Data extracted from a collection:
- Opening Delimiter -
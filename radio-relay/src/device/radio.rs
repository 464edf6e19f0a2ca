use embedded_hal::blocking::delay::DelayMs;
use log::trace;
use radio::{RadioState, Receive, Rssi, State, Transmit};
use std::fmt::Debug;
use std::time::{Duration, Instant};

use super::device::{Transceiver, MAX_RADIO_PAYLOAD};
use crate::channels::Channel;

/// Received power, in dBm, above which a channel is considered busy.
///
/// This is the fixed threshold of the nRF24 received-power-detector.
pub const BUSY_RSSI_THRESHOLD: i16 = -64;

/// Longest wait for the end of a transmission before reporting a stuck radio.
const TRANSMIT_TIMEOUT: Duration = Duration::from_millis(100);

/// Radio physical device representation, as a set of radio HAL traits sharing
/// one error type.
pub trait Radio<E>:
    Transmit<Error = E>
    + Receive<Error = E>
    + radio::Channel<Channel = Channel, Error = E>
    + Rssi<Error = E>
    + State<Error = E>
    + DelayMs<u32>
{
}

impl<
        E: Debug,
        T: Transmit<Error = E>
            + Receive<Error = E>
            + radio::Channel<Channel = Channel, Error = E>
            + Rssi<Error = E>
            + State<Error = E>
            + DelayMs<u32>,
    > Radio<E> for T
{
}

/// [Transceiver] backed by any radio HAL driver.
pub struct HalTransceiver<T, E>
where
    T: Radio<E>,
    E: Debug,
{
    radio: T,
    busy_threshold: i16,
    phantom: std::marker::PhantomData<E>,
}

impl<T, E> HalTransceiver<T, E>
where
    T: Radio<E>,
    E: Debug,
{
    pub fn new(radio: T) -> Self {
        Self {
            radio,
            busy_threshold: BUSY_RSSI_THRESHOLD,
            phantom: std::marker::PhantomData,
        }
    }

    /// Overrides the busy threshold, for radios without a fixed power detector.
    pub fn with_busy_threshold(mut self, dbm: i16) -> Self {
        self.busy_threshold = dbm;
        self
    }

    pub fn into_inner(self) -> T {
        self.radio
    }
}

impl<T, E> DelayMs<u32> for HalTransceiver<T, E>
where
    T: Radio<E>,
    E: Debug,
{
    fn delay_ms(&mut self, ms: u32) {
        self.radio.delay_ms(ms)
    }
}

impl<T, E> Transceiver for HalTransceiver<T, E>
where
    T: Radio<E>,
    E: Debug,
{
    type Error = HalError<E>;

    fn tune(&mut self, channel: Channel) -> Result<(), Self::Error> {
        self.radio.set_channel(&channel).map_err(HalError::Radio)
    }

    fn enable_receive_mode(&mut self) -> Result<(), Self::Error> {
        self.radio.start_receive().map_err(HalError::Radio)
    }

    fn is_busy_signal(&mut self) -> Result<bool, Self::Error> {
        let rssi = self.radio.poll_rssi().map_err(HalError::Radio)?;
        Ok(rssi >= self.busy_threshold)
    }

    fn has_incoming_frame(&mut self) -> Result<bool, Self::Error> {
        self.radio.check_receive(true).map_err(HalError::Radio)
    }

    fn read_frame(&mut self) -> Result<Vec<u8>, Self::Error> {
        let mut buf = [0u8; MAX_RADIO_PAYLOAD];
        let (size, _info) = self.radio.get_received(&mut buf).map_err(HalError::Radio)?;
        Ok(buf[..size.min(MAX_RADIO_PAYLOAD)].to_vec())
    }

    fn send_frame(&mut self, frame: &[u8]) -> Result<(), Self::Error> {
        self.radio.start_transmit(frame).map_err(HalError::Radio)?;
        let start = Instant::now();
        while !self.radio.check_transmit().map_err(HalError::Radio)? {
            if start.elapsed() > TRANSMIT_TIMEOUT {
                return Err(HalError::TransmitTimeout);
            }
            trace!("Transmission check");
            self.radio.delay_ms(1);
        }
        Ok(())
    }

    fn power_down(&mut self) -> Result<(), Self::Error> {
        self.radio
            .set_state(<T as State>::State::sleep())
            .map_err(HalError::Radio)
    }
}

#[derive(thiserror::Error, Debug)]
pub enum HalError<E>
where
    E: Debug,
{
    #[error("Transmission did not complete within {:?}.", TRANSMIT_TIMEOUT)]
    TransmitTimeout,

    #[error("Internal radio error: {:?}", .0)]
    Radio(E),
}

#[cfg(test)]
mod tests {
    use super::*;
    use radio::BasicInfo;

    #[derive(Debug, Clone, Copy, PartialEq, Eq)]
    enum FakeState {
        Idle,
        Sleep,
    }

    impl RadioState for FakeState {
        fn idle() -> Self {
            FakeState::Idle
        }

        fn sleep() -> Self {
            FakeState::Sleep
        }
    }

    /// Radio HAL driver answering from fixed values.
    #[derive(Debug)]
    struct FakeHal {
        channel: Channel,
        rssi: i16,
        rx: Option<Vec<u8>>,
        sent: Vec<Vec<u8>>,
        polls_before_sent: usize,
        state: FakeState,
    }

    impl FakeHal {
        fn new() -> Self {
            Self {
                channel: 0,
                rssi: -90,
                rx: None,
                sent: Vec::new(),
                polls_before_sent: 0,
                state: FakeState::Idle,
            }
        }
    }

    impl Transmit for FakeHal {
        type Error = ();

        fn start_transmit(&mut self, data: &[u8]) -> Result<(), ()> {
            self.sent.push(data.to_vec());
            Ok(())
        }

        fn check_transmit(&mut self) -> Result<bool, ()> {
            if self.polls_before_sent == usize::MAX {
                return Ok(false);
            }
            if self.polls_before_sent > 0 {
                self.polls_before_sent -= 1;
                return Ok(false);
            }
            Ok(true)
        }
    }

    impl Receive for FakeHal {
        type Error = ();
        type Info = BasicInfo;

        fn start_receive(&mut self) -> Result<(), ()> {
            Ok(())
        }

        fn check_receive(&mut self, _restart: bool) -> Result<bool, ()> {
            Ok(self.rx.is_some())
        }

        fn get_received(&mut self, buff: &mut [u8]) -> Result<(usize, BasicInfo), ()> {
            let frame = self.rx.take().ok_or(())?;
            buff[..frame.len()].copy_from_slice(&frame);
            Ok((frame.len(), BasicInfo::default()))
        }
    }

    impl radio::Channel for FakeHal {
        type Channel = Channel;
        type Error = ();

        fn set_channel(&mut self, channel: &Channel) -> Result<(), ()> {
            self.channel = *channel;
            Ok(())
        }
    }

    impl Rssi for FakeHal {
        type Error = ();

        fn poll_rssi(&mut self) -> Result<i16, ()> {
            Ok(self.rssi)
        }
    }

    impl State for FakeHal {
        type State = FakeState;
        type Error = ();

        fn set_state(&mut self, state: FakeState) -> Result<(), ()> {
            self.state = state;
            Ok(())
        }

        fn get_state(&mut self) -> Result<FakeState, ()> {
            Ok(self.state)
        }
    }

    impl DelayMs<u32> for FakeHal {
        fn delay_ms(&mut self, _ms: u32) {}
    }

    #[test]
    fn busy_flag_follows_the_power_detector_threshold() {
        let mut radio = HalTransceiver::new(FakeHal::new());
        radio.tune(35).unwrap();
        assert!(!radio.is_busy_signal().unwrap());

        let mut hal = radio.into_inner();
        assert_eq!(hal.channel, 35);
        hal.rssi = BUSY_RSSI_THRESHOLD;
        let mut radio = HalTransceiver::new(hal);
        assert!(radio.is_busy_signal().unwrap());

        let mut radio = radio.with_busy_threshold(-40);
        assert!(!radio.is_busy_signal().unwrap());
    }

    #[test]
    fn frames_go_through_the_driver() {
        let mut hal = FakeHal::new();
        hal.rx = Some(vec![0xFF, 0, 3]);
        hal.polls_before_sent = 2;
        let mut radio = HalTransceiver::new(hal);

        assert!(radio.has_incoming_frame().unwrap());
        assert_eq!(radio.read_frame().unwrap(), vec![0xFF, 0, 3]);
        assert!(!radio.has_incoming_frame().unwrap());

        radio.send_frame(&[1, 2]).unwrap();
        radio.power_down().unwrap();
        let hal = radio.into_inner();
        assert_eq!(hal.sent, vec![vec![1, 2]]);
        assert_eq!(hal.state, FakeState::Sleep);
    }

    #[test]
    fn stuck_transmission_times_out() {
        let mut hal = FakeHal::new();
        hal.polls_before_sent = usize::MAX;
        let mut radio = HalTransceiver::new(hal);
        assert!(matches!(
            radio.send_frame(&[1]),
            Err(HalError::TransmitTimeout)
        ));
    }
}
- Closing Delimiter -
*Task directions*.
This exercise requires the lines of the entries containing the string "fixed".

*Result below*.
/// This is the fixed threshold of the nRF24 received-power-detector.
    /// Overrides the busy threshold, for radios without a fixed power detector.
    /// Radio HAL driver answering from fixed values.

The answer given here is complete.